■ **TASK INSTRUCTIONS**:
Your answer must be every line of the data that contains "impl".

■ **INPUT DATA**:
▼
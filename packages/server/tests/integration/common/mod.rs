use std::collections::HashMap;
use std::net::SocketAddr;
use std::sync::atomic::{AtomicBool, AtomicUsize, Ordering};
use std::sync::{Arc, Mutex};

use async_trait::async_trait;
use chrono::{DateTime, Utc};
use common::ImageStatus;
use common::storage::{ObjectInfo, ObjectStore, StorageError};
use reqwest::Client;
use reqwest::header::HeaderMap;
use sea_orm::{
    ActiveModelTrait, ColumnTrait, ConnectOptions, Database, DatabaseConnection, EntityTrait,
    QueryFilter, Set,
};
use serde_json::Value;
use uuid::Uuid;

use server::config::{
    AppConfig, AuthConfig, CorsConfig, DatabaseConfig, ServerConfig, StorageConfig, UploadConfig,
};
use server::entity::image;
use server::identity::{IdentityError, IdentityProvider, Session};
use server::state::AppState;
use server::utils::jwt;

pub const JWT_SECRET: &str = "test-secret-for-integration-tests";
pub const JWT_AUDIENCE: &str = "authenticated";
pub const STORAGE_SECRET: &str = "storage-secret-never-exposed";

pub const VALID_EMAIL: &str = "alice@example.com";
pub const VALID_PASSWORD: &str = "correct-password";
/// Signing in with this email makes the fake identity service fail.
pub const UNAVAILABLE_EMAIL: &str = "down@example.com";

pub mod routes {
    pub const SIGN_IN: &str = "/api/v1/auth/sign-in";
    pub const SIGN_OUT: &str = "/api/v1/auth/sign-out";
    pub const ME: &str = "/api/v1/auth/me";
    pub const AUTH_CONFIG: &str = "/api/v1/auth/config";
    pub const IMAGES: &str = "/api/v1/images";
    pub const UPLOADS: &str = "/api/v1/images/uploads";
    pub const DELETE: &str = "/api/v1/images/delete";

    pub fn image(id: i32) -> String {
        format!("/api/v1/images/{id}")
    }

    pub fn confirm(id: i32) -> String {
        format!("/api/v1/images/{id}/confirm")
    }
}

/// One `presign_upload` call seen by [`FakeObjectStore`].
#[derive(Debug, Clone)]
pub struct PresignCall {
    pub key: String,
    pub content_disposition: String,
    pub expiry_secs: u32,
}

/// In-memory object store that records what the server asks of it.
#[derive(Default)]
pub struct FakeObjectStore {
    objects: Mutex<HashMap<String, u64>>,
    presigned: Mutex<Vec<PresignCall>>,
    deletes: AtomicUsize,
    fail_presign: AtomicBool,
    fail_head: AtomicBool,
    fail_delete: AtomicBool,
}

impl FakeObjectStore {
    /// Simulate a client finishing its `PUT`.
    pub fn put_object(&self, key: &str, size: u64) {
        self.objects.lock().unwrap().insert(key.to_string(), size);
    }

    pub fn has_object(&self, key: &str) -> bool {
        self.objects.lock().unwrap().contains_key(key)
    }

    pub fn presign_calls(&self) -> Vec<PresignCall> {
        self.presigned.lock().unwrap().clone()
    }

    pub fn delete_calls(&self) -> usize {
        self.deletes.load(Ordering::SeqCst)
    }

    pub fn fail_presign(&self, fail: bool) {
        self.fail_presign.store(fail, Ordering::SeqCst);
    }

    pub fn fail_head(&self, fail: bool) {
        self.fail_head.store(fail, Ordering::SeqCst);
    }

    pub fn fail_delete(&self, fail: bool) {
        self.fail_delete.store(fail, Ordering::SeqCst);
    }
}

#[async_trait]
impl ObjectStore for FakeObjectStore {
    async fn presign_upload(
        &self,
        key: &str,
        content_disposition: &str,
        expiry_secs: u32,
    ) -> Result<String, StorageError> {
        if self.fail_presign.load(Ordering::SeqCst) {
            return Err(StorageError::Request("signing service down".into()));
        }
        self.presigned.lock().unwrap().push(PresignCall {
            key: key.to_string(),
            content_disposition: content_disposition.to_string(),
            expiry_secs,
        });
        Ok(format!(
            "https://pics.storage.test/{key}?X-Amz-Expires={expiry_secs}&X-Amz-Signature=fake"
        ))
    }

    async fn head(&self, key: &str) -> Result<Option<ObjectInfo>, StorageError> {
        if self.fail_head.load(Ordering::SeqCst) {
            return Err(StorageError::UnexpectedStatus {
                operation: "head",
                status: 503,
            });
        }
        Ok(self
            .objects
            .lock()
            .unwrap()
            .get(key)
            .map(|&size| ObjectInfo { size: Some(size) }))
    }

    async fn delete(&self, key: &str) -> Result<(), StorageError> {
        self.deletes.fetch_add(1, Ordering::SeqCst);
        if self.fail_delete.load(Ordering::SeqCst) {
            return Err(StorageError::UnexpectedStatus {
                operation: "delete",
                status: 500,
            });
        }
        self.objects.lock().unwrap().remove(key);
        Ok(())
    }
}

/// Identity service that knows a single account.
pub struct FakeIdentity {
    pub user_id: Uuid,
    sign_outs: AtomicUsize,
}

impl FakeIdentity {
    fn new() -> Self {
        Self {
            user_id: Uuid::new_v4(),
            sign_outs: AtomicUsize::new(0),
        }
    }

    pub fn sign_out_calls(&self) -> usize {
        self.sign_outs.load(Ordering::SeqCst)
    }
}

#[async_trait]
impl IdentityProvider for FakeIdentity {
    async fn sign_in(&self, email: &str, password: &str) -> Result<Session, IdentityError> {
        if email == UNAVAILABLE_EMAIL {
            return Err(IdentityError::Unavailable("connection refused".into()));
        }
        if email != VALID_EMAIL || password != VALID_PASSWORD {
            return Err(IdentityError::InvalidCredentials);
        }
        let access_token = jwt::sign(
            self.user_id,
            Some(email),
            JWT_SECRET,
            JWT_AUDIENCE,
            chrono::Duration::hours(1),
        )
        .map_err(|e| IdentityError::Unavailable(e.to_string()))?;

        Ok(Session {
            access_token,
            expires_in: 3600,
            user_id: self.user_id.to_string(),
            email: Some(email.to_string()),
        })
    }

    async fn sign_out(&self, _access_token: &str) -> Result<(), IdentityError> {
        self.sign_outs.fetch_add(1, Ordering::SeqCst);
        Ok(())
    }
}

pub fn test_config() -> AppConfig {
    AppConfig {
        server: ServerConfig {
            host: "127.0.0.1".to_string(),
            port: 0,
            cors: CorsConfig::default(),
        },
        database: DatabaseConfig {
            url: "sqlite::memory:".to_string(),
        },
        auth: AuthConfig {
            jwt_secret: JWT_SECRET.to_string(),
            jwt_audience: JWT_AUDIENCE.to_string(),
            identity_url: "https://identity.test".to_string(),
            identity_public_key: "public-anon-key".to_string(),
            session_cookie: "access_token".to_string(),
            cookie_secure: false,
        },
        storage: StorageConfig {
            domain: "storage.test".to_string(),
            endpoint: None,
            region: "test-1".to_string(),
            access_key_id: "test-access-key".to_string(),
            secret_access_key: STORAGE_SECRET.to_string(),
            bucket: "pics".to_string(),
            path_style: false,
            presign_ttl_secs: 300,
            key_suffix_len: 6,
            thumbnail_query: "w=50&h=50&mode=clip".to_string(),
        },
        upload: UploadConfig::default(),
    }
}

/// A running test server.
pub struct TestApp {
    pub addr: SocketAddr,
    pub client: Client,
    pub db: DatabaseConnection,
    pub store: Arc<FakeObjectStore>,
    pub identity: Arc<FakeIdentity>,
    pub config: AppConfig,
}

/// Parsed HTTP response for test assertions.
pub struct TestResponse {
    pub status: u16,
    pub headers: HeaderMap,
    /// Raw response body as text.
    pub text: String,
    /// Parsed JSON body, or `Null` if the response is not valid JSON.
    pub body: Value,
}

/// Fresh in-memory database with the schema applied.
pub async fn test_db() -> DatabaseConnection {
    // Every SQLite in-memory connection is its own database, so the pool is
    // pinned to a single connection.
    let mut opts = ConnectOptions::new("sqlite::memory:");
    opts.max_connections(1).min_connections(1).sqlx_logging(false);
    let db = Database::connect(opts)
        .await
        .expect("Failed to open in-memory database");
    server::database::ensure_schema(&db)
        .await
        .expect("Failed to create schema");
    db
}

impl TestApp {
    pub async fn spawn() -> Self {
        let db = test_db().await;
        let store = Arc::new(FakeObjectStore::default());
        let identity = Arc::new(FakeIdentity::new());
        let config = test_config();

        let state = AppState {
            db: db.clone(),
            config: config.clone(),
            object_store: store.clone(),
            identity: identity.clone(),
        };

        let app = server::build_router(state);

        let listener = tokio::net::TcpListener::bind("127.0.0.1:0")
            .await
            .expect("Failed to bind to random port");
        let addr = listener.local_addr().unwrap();

        tokio::spawn(async move {
            axum::serve(listener, app).await.unwrap();
        });

        let client = Client::builder()
            .redirect(reqwest::redirect::Policy::none())
            .build()
            .expect("Failed to build HTTP client");

        Self {
            addr,
            client,
            db,
            store,
            identity,
            config,
        }
    }

    fn url(&self, path: &str) -> String {
        format!("http://{}{}", self.addr, path)
    }

    /// Session token for `user_id`, as the identity service would issue it.
    pub fn token_for(&self, user_id: Uuid) -> String {
        jwt::sign(
            user_id,
            None,
            JWT_SECRET,
            JWT_AUDIENCE,
            chrono::Duration::hours(1),
        )
        .expect("Failed to sign test token")
    }

    /// A fresh user id and a token for it.
    pub fn new_user(&self) -> (Uuid, String) {
        let user_id = Uuid::new_v4();
        (user_id, self.token_for(user_id))
    }

    pub async fn post_with_token(&self, path: &str, body: &Value, token: &str) -> TestResponse {
        let res = self
            .client
            .post(self.url(path))
            .header("Authorization", format!("Bearer {token}"))
            .json(body)
            .send()
            .await
            .expect("Failed to send POST request");

        TestResponse::from_response(res).await
    }

    pub async fn post_without_token(&self, path: &str, body: &Value) -> TestResponse {
        let res = self
            .client
            .post(self.url(path))
            .json(body)
            .send()
            .await
            .expect("Failed to send POST request");

        TestResponse::from_response(res).await
    }

    pub async fn post_form(
        &self,
        path: &str,
        form: &[(&str, &str)],
        token: Option<&str>,
    ) -> TestResponse {
        let mut req = self.client.post(self.url(path)).form(form);
        if let Some(token) = token {
            req = req.header("Authorization", format!("Bearer {token}"));
        }
        let res = req.send().await.expect("Failed to send form POST request");

        TestResponse::from_response(res).await
    }

    pub async fn get_with_token(&self, path: &str, token: &str) -> TestResponse {
        let res = self
            .client
            .get(self.url(path))
            .header("Authorization", format!("Bearer {token}"))
            .send()
            .await
            .expect("Failed to send GET request");

        TestResponse::from_response(res).await
    }

    pub async fn get_with_cookie(&self, path: &str, cookie: &str) -> TestResponse {
        let res = self
            .client
            .get(self.url(path))
            .header("Cookie", cookie)
            .send()
            .await
            .expect("Failed to send GET request");

        TestResponse::from_response(res).await
    }

    pub async fn get_without_token(&self, path: &str) -> TestResponse {
        let res = self
            .client
            .get(self.url(path))
            .send()
            .await
            .expect("Failed to send GET request");

        TestResponse::from_response(res).await
    }

    /// Start an upload through the API and return the response.
    pub async fn initiate_upload(&self, token: &str, name: &str, content: &[u8]) -> TestResponse {
        self.post_with_token(
            routes::UPLOADS,
            &serde_json::json!({
                "name": name,
                "hash": hash_of(content),
                "size": content.len(),
            }),
            token,
        )
        .await
    }

    /// Run the full upload flow: initiate, store the object, confirm.
    pub async fn upload_image(&self, token: &str, name: &str, content: &[u8]) -> TestResponse {
        let init = self.initiate_upload(token, name, content).await;
        assert_eq!(init.status, 201, "initiate_upload failed: {}", init.text);

        let key = init.body["key"].as_str().expect("key in response");
        self.store.put_object(key, content.len() as u64);

        let res = self
            .post_with_token(&routes::confirm(init.id()), &serde_json::json!({}), token)
            .await;
        assert_eq!(res.status, 200, "confirm_upload failed: {}", res.text);
        res
    }

    /// Insert a record directly, bypassing the API.
    pub async fn insert_image(
        &self,
        user_id: Uuid,
        key: &str,
        content: &[u8],
        status: ImageStatus,
        created_at: DateTime<Utc>,
    ) -> image::Model {
        insert_image(&self.db, user_id, key, content, status, created_at).await
    }

    pub async fn find_image(&self, key: &str) -> Option<image::Model> {
        image::Entity::find()
            .filter(image::Column::OssKey.eq(key))
            .one(&self.db)
            .await
            .expect("DB query failed")
    }

    pub async fn image_count(&self) -> usize {
        image::Entity::find()
            .all(&self.db)
            .await
            .expect("DB query failed")
            .len()
    }
}

pub async fn insert_image(
    db: &DatabaseConnection,
    user_id: Uuid,
    key: &str,
    content: &[u8],
    status: ImageStatus,
    created_at: DateTime<Utc>,
) -> image::Model {
    image::ActiveModel {
        name: Set(format!("{key}.png")),
        user_id: Set(user_id),
        oss_key: Set(key.to_string()),
        hash: Set(hash_of(content)),
        file_size: Set(content.len() as i64),
        confirmed_at: Set((status == ImageStatus::Confirmed).then_some(created_at)),
        status: Set(status),
        created_at: Set(created_at),
        ..Default::default()
    }
    .insert(db)
    .await
    .expect("Failed to insert image")
}

pub fn hash_of(content: &[u8]) -> String {
    common::ContentHash::compute(content).to_hex()
}

impl TestResponse {
    pub async fn from_response(res: reqwest::Response) -> Self {
        let status = res.status().as_u16();
        let headers = res.headers().clone();
        let text = res.text().await.unwrap_or_default();
        let body = serde_json::from_str(&text).unwrap_or(Value::Null);
        Self {
            status,
            headers,
            text,
            body,
        }
    }

    pub fn id(&self) -> i32 {
        self.body["id"]
            .as_i64()
            .expect("response body should contain 'id'") as i32
    }

    pub fn header(&self, name: &str) -> Option<&str> {
        self.headers.get(name).and_then(|v| v.to_str().ok())
    }
}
▲
■ **EXERCISE RESPONSE**:
impl FakeObjectStore {
impl ObjectStore for FakeObjectStore {
impl FakeIdentity {
impl IdentityProvider for FakeIdentity {
impl TestApp {
impl TestResponse {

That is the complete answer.